Exercise:
The records follow. Print, word for word, the first line through the "step that broke." line.

(Dataset entries)
*** Block opens ***
//! Embedded schema migrations.
//!
//! Each migration runs in its own transaction together with the
//! `PRAGMA user_version` bump, so a failed step leaves the database at the
//! last good version and names the step that broke.

use crate::db::{DbError, DbResult};
use log::{error, info};
use rusqlite::Connection;
use std::time::Instant;

struct Migration {
    version: u32,
    name: &'static str,
    sql: &'static str,
}

const MIGRATIONS: &[Migration] = &[
    Migration {
        version: 1,
        name: "records",
        sql: include_str!("0001_init.sql"),
    },
    Migration {
        version: 2,
        name: "scientist_experiments",
        sql: include_str!("0002_scientist_experiments.sql"),
    },
];

/// Highest schema version this binary can open.
pub fn latest_version() -> u32 {
    MIGRATIONS.last().map_or(0, |migration| migration.version)
}

/// Current `PRAGMA user_version` of `conn`.
pub fn schema_version(conn: &Connection) -> DbResult<u32> {
    Ok(conn.query_row("PRAGMA user_version;", [], |row| row.get(0))?)
}

/// Brings `conn` up to [`latest_version`].
///
/// # Errors
/// - `UnsupportedSchemaVersion` when the file was written by a newer binary.
/// - `Migration` when a step fails; earlier steps stay applied.
pub fn apply_migrations(conn: &mut Connection) -> DbResult<()> {
    let from = schema_version(conn)?;
    let latest = latest_version();
    if from > latest {
        return Err(DbError::UnsupportedSchemaVersion {
            db_version: from,
            latest_supported: latest,
        });
    }

    for migration in MIGRATIONS.iter().filter(|m| m.version > from) {
        let started_at = Instant::now();
        if let Err(source) = apply_one(conn, migration) {
            error!(
                "event=db_migrate module=db status=error version={} name={} error={}",
                migration.version, migration.name, source
            );
            return Err(DbError::Migration {
                version: migration.version,
                name: migration.name,
                source,
            });
        }
        info!(
            "event=db_migrate module=db status=ok version={} name={} duration_ms={}",
            migration.version,
            migration.name,
            started_at.elapsed().as_millis()
        );
    }
    Ok(())
}

fn apply_one(conn: &mut Connection, migration: &Migration) -> rusqlite::Result<()> {
    let tx = conn.transaction()?;
    tx.execute_batch(migration.sql)?;
    tx.pragma_update(None, "user_version", migration.version)?;
    tx.commit()
}

#[cfg(test)]
mod tests {
    use super::MIGRATIONS;

    #[test]
    fn versions_start_at_one_and_have_no_gaps() {
        for (index, migration) in MIGRATIONS.iter().enumerate() {
            assert_eq!(migration.version as usize, index + 1, "{}", migration.name);
        }
    }
}
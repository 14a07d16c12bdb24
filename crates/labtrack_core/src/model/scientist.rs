//! Scientist record.
//!
//! # Invariants
//! - `lab_id` is required; the referenced lab must exist at write time
//!   (enforced by the repository, not by this type).

use super::lab::LabId;
use super::{ensure_id, ensure_present, ensure_reference, ValidationError};
use serde::{Deserialize, Serialize};
use uuid::Uuid;

/// Stable scientist identifier.
pub type ScientistId = Uuid;

/// Researcher belonging to one lab.
#[derive(Debug, Clone, PartialEq, Eq, Serialize, Deserialize)]
pub struct Scientist {
    pub id: ScientistId,
    pub lab_id: LabId,
    pub name: String,
    pub specialty: String,
    pub university: String,
}

impl Scientist {
    /// Creates a scientist with a generated id.
    pub fn new(
        lab_id: LabId,
        name: impl Into<String>,
        specialty: impl Into<String>,
        university: impl Into<String>,
    ) -> Self {
        Self {
            id: Uuid::new_v4(),
            lab_id,
            name: name.into(),
            specialty: specialty.into(),
            university: university.into(),
        }
    }

    /// Checks write-time invariants.
    ///
    /// `specialty` and `university` may be empty; only `name` is required.
    pub fn validate(&self) -> Result<(), ValidationError> {
        ensure_id(self.id)?;
        ensure_reference(self.lab_id, "lab_id")?;
        ensure_present(&self.name, "name")
    }
}
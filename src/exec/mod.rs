// src/exec/mod.rs

//! Process execution layer.
//!
//! This module is responsible for actually running stage commands, using
//! `tokio::process::Command`, and reporting their exit status back to the
//! reproducer.
//!
//! - [`backend`] provides the `ExecutorBackend` trait that the reproducer
//!   drives, and which tests can replace with a fake implementation.
//! - [`shell`] is the production backend running commands through the
//!   platform shell.

pub mod backend;
pub mod shell;

pub use backend::{ExecutorBackend, StageFuture, StageJob};
pub use shell::ShellExecutor;
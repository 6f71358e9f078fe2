// src/annotations/store.rs

use std::collections::BTreeMap;
use std::path::{Path, PathBuf};
use std::sync::Arc;

use toml_edit::DocumentMut;
use tracing::{debug, info};

use crate::annotations::edit::apply_props_edit;
use crate::annotations::templates::TemplateRegistry;
use crate::config::loader::read_pipeline_text;
use crate::config::{
    load_and_validate, normalize_path, parse_pipeline, pipeline_root, ConfigSection, PipelineFile,
};
use crate::errors::{ReprodagError, Result};
use crate::fs::{walk_files, write_atomic, FileSystem};
use crate::types::OutputKind;

/// Name of the annotation that selects a plot template.
pub const TEMPLATE_KEY: &str = "template";

/// Reads and edits the presentational `props` of declared outputs.
///
/// The store only knows the declaration. It has no way to reach the lock,
/// so annotation edits can never invalidate a stage or create a lock file.
#[derive(Debug, Clone)]
pub struct OutputAnnotationStore {
    fs: Arc<dyn FileSystem>,
    pipeline_path: PathBuf,
    root: PathBuf,
}

impl OutputAnnotationStore {
    pub fn new(fs: Arc<dyn FileSystem>, pipeline_path: impl Into<PathBuf>) -> Self {
        let pipeline_path = pipeline_path.into();
        let root = pipeline_root(&pipeline_path);
        Self {
            fs,
            pipeline_path,
            root,
        }
    }

    pub fn pipeline_path(&self) -> &Path {
        &self.pipeline_path
    }

    /// Merge `props` into the annotations of `out`.
    pub fn set_props(&self, out: &str, props: &toml::Table) -> Result<()> {
        self.modify(out, props, &[])
    }

    /// Remove `keys` from the annotations of `out`.
    pub fn unset_props(&self, out: &str, keys: &[String]) -> Result<()> {
        self.modify(out, &toml::Table::new(), keys)
    }

    /// Set and unset annotations of `out` in one edit.
    ///
    /// Either the whole edit is written or the declaration is left as it
    /// was. A `template` value is checked before anything else, including
    /// whether a declaration exists at all.
    pub fn modify(&self, out: &str, set: &toml::Table, unset: &[String]) -> Result<()> {
        if let Some(template) = set.get(TEMPLATE_KEY) {
            self.templates().validate(template)?;
        }

        let text = self.read_declaration()?;
        let file = parse_pipeline(&text)?;
        let wanted = normalize_path(out);
        let (stage, _) = file
            .find_output(&wanted)
            .ok_or_else(|| ReprodagError::OutputNotFound(out.to_string()))?;

        let mut doc: DocumentMut = text.parse()?;
        apply_props_edit(&mut doc, stage, &wanted, set, unset)?;
        let updated = doc.to_string();

        // The edited document must still be a valid pipeline.
        parse_pipeline(&updated)?;
        write_atomic(self.fs.as_ref(), &self.pipeline_path, updated.as_bytes())?;

        info!(
            out = %wanted,
            stage = %stage,
            set = ?set.keys().collect::<Vec<_>>(),
            unset = ?unset,
            "updated output annotations"
        );
        Ok(())
    }

    /// Declared annotations of the exact output `out`.
    pub fn props(&self, out: &str) -> Result<toml::Table> {
        let file = self.load()?;
        file.find_output(out)
            .map(|(_, cfg)| cfg.props.clone())
            .ok_or_else(|| ReprodagError::OutputNotFound(out.to_string()))
    }

    /// Annotations that apply to `path`: those of the output declaring it,
    /// or of the output directory containing it.
    ///
    /// `None` when no declared output covers `path`.
    pub fn effective_props(&self, path: &str) -> Result<Option<toml::Table>> {
        let file = self.load()?;
        Ok(effective_props_in(&file, &normalize_path(path)))
    }

    /// Every file currently under a declared output of `kind`, with the
    /// annotations that apply to it. Directory outputs are walked now, so
    /// files added after the annotation was set are included.
    pub fn collect(&self, kind: OutputKind) -> Result<BTreeMap<String, toml::Table>> {
        let file = self.load()?;
        let mut collected = BTreeMap::new();

        for (stage, out) in file.outputs().filter(|(_, out)| out.kind == kind) {
            let rel = normalize_path(&out.path);
            let abs = self.root.join(&rel);

            if self.fs.is_dir(&abs) {
                for inner in walk_files(self.fs.as_ref(), &abs)? {
                    collected.insert(format!("{rel}/{inner}"), out.props.clone());
                }
            } else if self.fs.exists(&abs) {
                collected.insert(rel, out.props.clone());
            } else {
                debug!(stage = %stage, out = %rel, "output not on disk; not collected");
            }
        }

        Ok(collected)
    }

    /// Declared annotations of every output, keyed by output path.
    pub fn declared(&self) -> Result<BTreeMap<String, toml::Table>> {
        let file = self.load()?;
        Ok(file
            .outputs()
            .map(|(_, out)| (normalize_path(&out.path), out.props.clone()))
            .collect())
    }

    fn read_declaration(&self) -> Result<String> {
        read_pipeline_text(self.fs.as_ref(), &self.pipeline_path)?.ok_or_else(|| {
            ReprodagError::ConfigError(format!(
                "pipeline declaration not found: {}",
                self.pipeline_path.display()
            ))
        })
    }

    fn load(&self) -> Result<PipelineFile> {
        load_and_validate(self.fs.as_ref(), &self.pipeline_path)
    }

    /// Template lookup, using `[config] templates_dir` when the declaration
    /// has one and the default otherwise.
    fn templates(&self) -> TemplateRegistry {
        let configured = self
            .fs
            .read_to_string(&self.pipeline_path)
            .ok()
            .and_then(|text| text.parse::<toml::Table>().ok())
            .and_then(|doc| {
                doc.get("config")?
                    .get("templates_dir")?
                    .as_str()
                    .map(PathBuf::from)
            });
        let dir = configured.unwrap_or_else(|| PathBuf::from(ConfigSection::default().templates_dir));
        TemplateRegistry::new(self.fs.clone(), self.root.clone(), &dir)
    }
}

fn effective_props_in(file: &PipelineFile, path: &str) -> Option<toml::Table> {
    file.outputs().find_map(|(_, out)| {
        let declared = normalize_path(&out.path);
        let covers = declared == path || Path::new(path).starts_with(Path::new(&declared));
        covers.then(|| out.props.clone())
    })
}

#[cfg(test)]
mod tests {
    use super::*;
    use crate::fs::mock::MockFileSystem;

    const PIPELINE: &str = r#"[stage.copy_double]
cmd = "make plots"
deps = ["file.json"]
outs = [{ path = "subdir", cache = false, kind = "plot" }]
"#;

    fn store(fs: &Arc<MockFileSystem>) -> OutputAnnotationStore {
        fs.add_file("/repo/reprodag.toml", PIPELINE);
        OutputAnnotationStore::new(fs.clone(), "/repo/reprodag.toml")
    }

    #[test]
    fn directory_annotation_applies_to_files_below() {
        let fs = Arc::new(MockFileSystem::new());
        let store = store(&fs);
        store
            .set_props("subdir", &"title = \"TITLE\"".parse().unwrap())
            .unwrap();

        let p1 = store.effective_props("subdir/p1.json").unwrap().unwrap();
        assert_eq!(p1["title"].as_str(), Some("TITLE"));
        assert!(store.effective_props("elsewhere.json").unwrap().is_none());
        assert!(store.effective_props("subdirectory/x.json").unwrap().is_none());
    }

    #[test]
    fn collect_walks_directories_at_read_time() {
        let fs = Arc::new(MockFileSystem::new());
        let store = store(&fs);
        store
            .set_props("subdir", &"title = \"TITLE\"".parse().unwrap())
            .unwrap();

        fs.add_file("/repo/subdir/p1.json", "[]");
        fs.add_file("/repo/subdir/p2.json", "[]");

        let plots = store.collect(OutputKind::Plot).unwrap();
        let keys: Vec<&str> = plots.keys().map(|k| k.as_str()).collect();
        assert_eq!(keys, vec!["subdir/p1.json", "subdir/p2.json"]);
        assert_eq!(plots["subdir/p1.json"], plots["subdir/p2.json"]);
        assert!(store.collect(OutputKind::Metric).unwrap().is_empty());
    }

    #[test]
    fn unknown_output_is_rejected_without_writing() {
        let fs = Arc::new(MockFileSystem::new());
        let store = store(&fs);
        let err = store
            .set_props("nope.json", &"title = \"T\"".parse().unwrap())
            .unwrap_err();
        assert!(matches!(err, ReprodagError::OutputNotFound(_)));
        assert_eq!(
            fs.contents("/repo/reprodag.toml").unwrap(),
            PIPELINE.as_bytes()
        );
    }
}
#![allow(dead_code)]

use std::path::Path;
use std::sync::Arc;

use reprodag::config::PipelineFile;
use reprodag::dag::Pipeline;
use reprodag::exec::ExecutorBackend;
use reprodag::fs::{FileSystem, RealFileSystem};
use reprodag::lock::FileLockStore;
use reprodag::repro::Reproducer;

pub use reprodag_test_utils::{init_tracing, read_file, with_timeout, write_file};

pub const LOCK_FILE: &str = "reprodag.lock";
pub const PIPELINE_FILE: &str = "reprodag.toml";

/// A reproducer over `file`, rooted at `root`, with the lock on disk.
pub fn reproducer_in<E: ExecutorBackend + 'static>(
    root: &Path,
    file: &PipelineFile,
    executor: E,
) -> Reproducer<FileLockStore, E> {
    let fs: Arc<dyn FileSystem> = Arc::new(RealFileSystem);
    let pipeline = Pipeline::from_file(root, root.join(LOCK_FILE), file)
        .expect("pipeline should build");
    let lock = FileLockStore::new(fs.clone(), root.join(LOCK_FILE));
    Reproducer::new(pipeline, fs, lock, executor)
}

/// A reproducer over the declaration written at `root/reprodag.toml`.
pub fn reproducer_from_disk<E: ExecutorBackend + 'static>(
    root: &Path,
    executor: E,
) -> Reproducer<FileLockStore, E> {
    let fs: Arc<dyn FileSystem> = Arc::new(RealFileSystem);
    let pipeline =
        Pipeline::load(fs.as_ref(), &root.join(PIPELINE_FILE)).expect("pipeline should load");
    let lock = FileLockStore::new(fs.clone(), pipeline.lock_path());
    Reproducer::new(pipeline, fs, lock, executor)
}
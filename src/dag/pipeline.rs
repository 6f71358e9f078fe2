// src/dag/pipeline.rs

use std::collections::BTreeMap;
use std::path::{Path, PathBuf};

use tracing::debug;

use crate::config::{load_and_validate, lock_path_for, pipeline_root, ConfigSection, PipelineFile};
use crate::dag::graph::DependencyGraph;
use crate::dag::stage::StageSpec;
use crate::errors::Result;
use crate::fs::FileSystem;
use crate::types::StageName;

/// A loaded pipeline: execution-side stage specs plus their graph.
#[derive(Debug, Clone)]
pub struct Pipeline {
    root: PathBuf,
    lock_path: PathBuf,
    config: ConfigSection,
    stages: BTreeMap<StageName, StageSpec>,
    graph: DependencyGraph,
}

impl Pipeline {
    /// Read, parse and validate the declaration at `path`.
    pub fn load(fs: &dyn FileSystem, path: &Path) -> Result<Self> {
        let file = load_and_validate(fs, path)?;
        Self::from_file(pipeline_root(path), lock_path_for(path), &file)
    }

    pub fn from_file(
        root: impl Into<PathBuf>,
        lock_path: impl Into<PathBuf>,
        file: &PipelineFile,
    ) -> Result<Self> {
        let stages: BTreeMap<StageName, StageSpec> = file
            .stage
            .iter()
            .map(|(name, cfg)| (name.clone(), StageSpec::from_config(name, cfg)))
            .collect();
        let specs: Vec<StageSpec> = stages.values().cloned().collect();
        let graph = DependencyGraph::build(&specs)?;

        let root = root.into();
        debug!(root = %root.display(), stages = stages.len(), "loaded pipeline");

        Ok(Self {
            root,
            lock_path: lock_path.into(),
            config: file.config.clone(),
            stages,
            graph,
        })
    }

    pub fn root(&self) -> &Path {
        &self.root
    }

    pub fn lock_path(&self) -> &Path {
        &self.lock_path
    }

    pub fn config(&self) -> &ConfigSection {
        &self.config
    }

    pub fn graph(&self) -> &DependencyGraph {
        &self.graph
    }

    pub fn stage(&self, name: &str) -> Option<&StageSpec> {
        self.stages.get(name)
    }

    pub fn stages(&self) -> impl Iterator<Item = &StageSpec> {
        self.stages.values()
    }

    pub fn params_path(&self) -> PathBuf {
        self.root.join(&self.config.params_file)
    }
}
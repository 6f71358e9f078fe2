// tests/scheduler.rs

use std::collections::HashSet;

use proptest::prelude::*;
use reprodag::dag::{DependencyGraph, Resolution, Scheduler, StageRunState, StageSpec};
use reprodag_test_utils::StageConfigBuilder;

fn stage(name: &str, deps: &[&str], outs: &[&str]) -> StageSpec {
    let mut builder = StageConfigBuilder::new(&format!("make {name}"));
    for dep in deps {
        builder = builder.dep(dep);
    }
    for out in outs {
        builder = builder.out(out);
    }
    StageSpec::from_config(name, &builder.build())
}

/// a -> b -> d, a -> c, plus an unrelated `x`.
fn graph() -> DependencyGraph {
    DependencyGraph::build(&[
        stage("a", &[], &["a.out"]),
        stage("b", &["a.out"], &["b.out"]),
        stage("c", &["a.out"], &["c.out"]),
        stage("d", &["b.out"], &["d.out"]),
        stage("x", &[], &["x.out"]),
    ])
    .unwrap()
}

#[test]
fn ready_stages_wait_for_upstream_and_respect_limit() {
    let graph = graph();
    let mut scheduler = Scheduler::new(&graph);
    scheduler.start_run(graph.topo_order());

    assert_eq!(scheduler.collect_ready(1), vec!["a"]);
    assert_eq!(scheduler.collect_ready(5), vec!["x"]);
    assert!(scheduler.collect_ready(5).is_empty());

    scheduler.complete("a", Resolution::UpToDate);
    assert_eq!(scheduler.collect_ready(5), vec!["b", "c"]);
    assert_eq!(scheduler.run_state_of("d"), Some(StageRunState::Pending));
    assert_eq!(scheduler.deps_satisfied("d"), Some(false));
    assert_eq!(scheduler.deps_satisfied("missing"), None);
}

#[test]
fn stages_outside_the_plan_are_not_dispatched() {
    let graph = graph();
    let mut scheduler = Scheduler::new(&graph);
    scheduler.start_run(&["b", "d"]);

    // `a` is not planned, so it does not hold `b` back.
    assert_eq!(scheduler.collect_ready(5), vec!["b"]);
    assert_eq!(scheduler.run_state_of("a"), Some(StageRunState::NotInRun));
    scheduler.complete("b", Resolution::Executed);
    assert_eq!(scheduler.collect_ready(5), vec!["d"]);
    let step = scheduler.complete("d", Resolution::Executed);
    assert!(step.run_finished);
}

#[test]
fn failure_skips_only_descendants() {
    let graph = graph();
    let mut scheduler = Scheduler::new(&graph);
    scheduler.start_run(graph.topo_order());

    scheduler.collect_ready(5);
    scheduler.complete("a", Resolution::Executed);
    let ready = scheduler.collect_ready(5);
    assert_eq!(ready, vec!["b", "c"]);

    let step = scheduler.complete("b", Resolution::Failed);
    assert_eq!(step.newly_skipped, vec!["d"]);
    assert!(!step.run_finished);

    scheduler.complete("c", Resolution::Executed);
    let step = scheduler.complete("x", Resolution::UpToDate);
    assert!(step.run_finished);
    assert_eq!(scheduler.stages_in(StageRunState::Skipped), vec!["d"]);
    assert_eq!(scheduler.stages_in(StageRunState::Failed), vec!["b"]);
}

#[test]
fn halt_skips_pending_and_lets_running_stages_finish() {
    let graph = graph();
    let mut scheduler = Scheduler::new(&graph);
    scheduler.start_run(graph.topo_order());

    assert_eq!(scheduler.collect_ready(1), vec!["a"]);
    let step = scheduler.halt();
    assert_eq!(step.newly_skipped, vec!["b", "c", "d", "x"]);
    assert!(!step.run_finished);
    assert!(scheduler.collect_ready(5).is_empty());

    let step = scheduler.complete("a", Resolution::Executed);
    assert!(step.run_finished);
    assert_eq!(scheduler.run_state_of("a"), Some(StageRunState::Executed));
}

// Strategy for a random acyclic pipeline: stage N may only read outputs of
// stages 0..N-1.
fn pipeline_strategy(max_stages: usize) -> impl Strategy<Value = Vec<StageSpec>> {
    (1..=max_stages).prop_flat_map(|num_stages| {
        proptest::collection::vec(
            proptest::collection::vec(any::<usize>(), 0..num_stages),
            num_stages,
        )
        .prop_map(move |raw_deps| {
            raw_deps
                .into_iter()
                .enumerate()
                .map(|(i, picks)| {
                    let deps: HashSet<String> = picks
                        .into_iter()
                        .filter(|_| i > 0)
                        .map(|p| format!("out_{}", p % i))
                        .collect();
                    let deps: Vec<&str> = deps.iter().map(|s| s.as_str()).collect();
                    stage(&format!("stage_{i}"), &deps, &[&format!("out_{i}")])
                })
                .collect()
        })
    })
}

proptest! {
    #[test]
    fn every_run_terminates_with_all_stages_resolved(
        stages in pipeline_strategy(10),
        failing in proptest::collection::vec(0..10usize, 0..4),
        limit in 1..4usize,
    ) {
        let graph = DependencyGraph::build(&stages).unwrap();
        let failing: HashSet<String> = failing
            .into_iter()
            .map(|i| format!("stage_{}", i % stages.len()))
            .collect();

        let mut scheduler = Scheduler::new(&graph);
        scheduler.start_run(graph.topo_order());

        let mut done: HashSet<String> = HashSet::new();
        let mut running: Vec<String> = Vec::new();
        let mut steps = 0;

        loop {
            steps += 1;
            prop_assert!(steps < 1000, "scheduler did not terminate");

            let room = limit.saturating_sub(running.len());
            if room > 0 {
                for name in scheduler.collect_ready(room) {
                    // Dispatched stages only ever follow successful upstreams.
                    for dep in graph.dependencies_of(&name) {
                        prop_assert!(done.contains(dep));
                    }
                    running.push(name);
                }
            }

            if running.is_empty() {
                break;
            }
            let name = running.remove(0);
            let resolution = if failing.contains(&name) {
                Resolution::Failed
            } else {
                done.insert(name.clone());
                Resolution::Executed
            };
            scheduler.complete(&name, resolution);
        }

        prop_assert!(scheduler.is_finished());
        for name in graph.topo_order() {
            prop_assert!(!matches!(
                scheduler.run_state_of(name),
                Some(StageRunState::Pending) | Some(StageRunState::Running)
            ));
        }
    }
}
*** Block closes ***
The answer:
//! Embedded schema migrations.
//!
//! Each migration runs in its own transaction together with the
//! `PRAGMA user_version` bump, so a failed step leaves the database at the
//! last good version and names the step that broke.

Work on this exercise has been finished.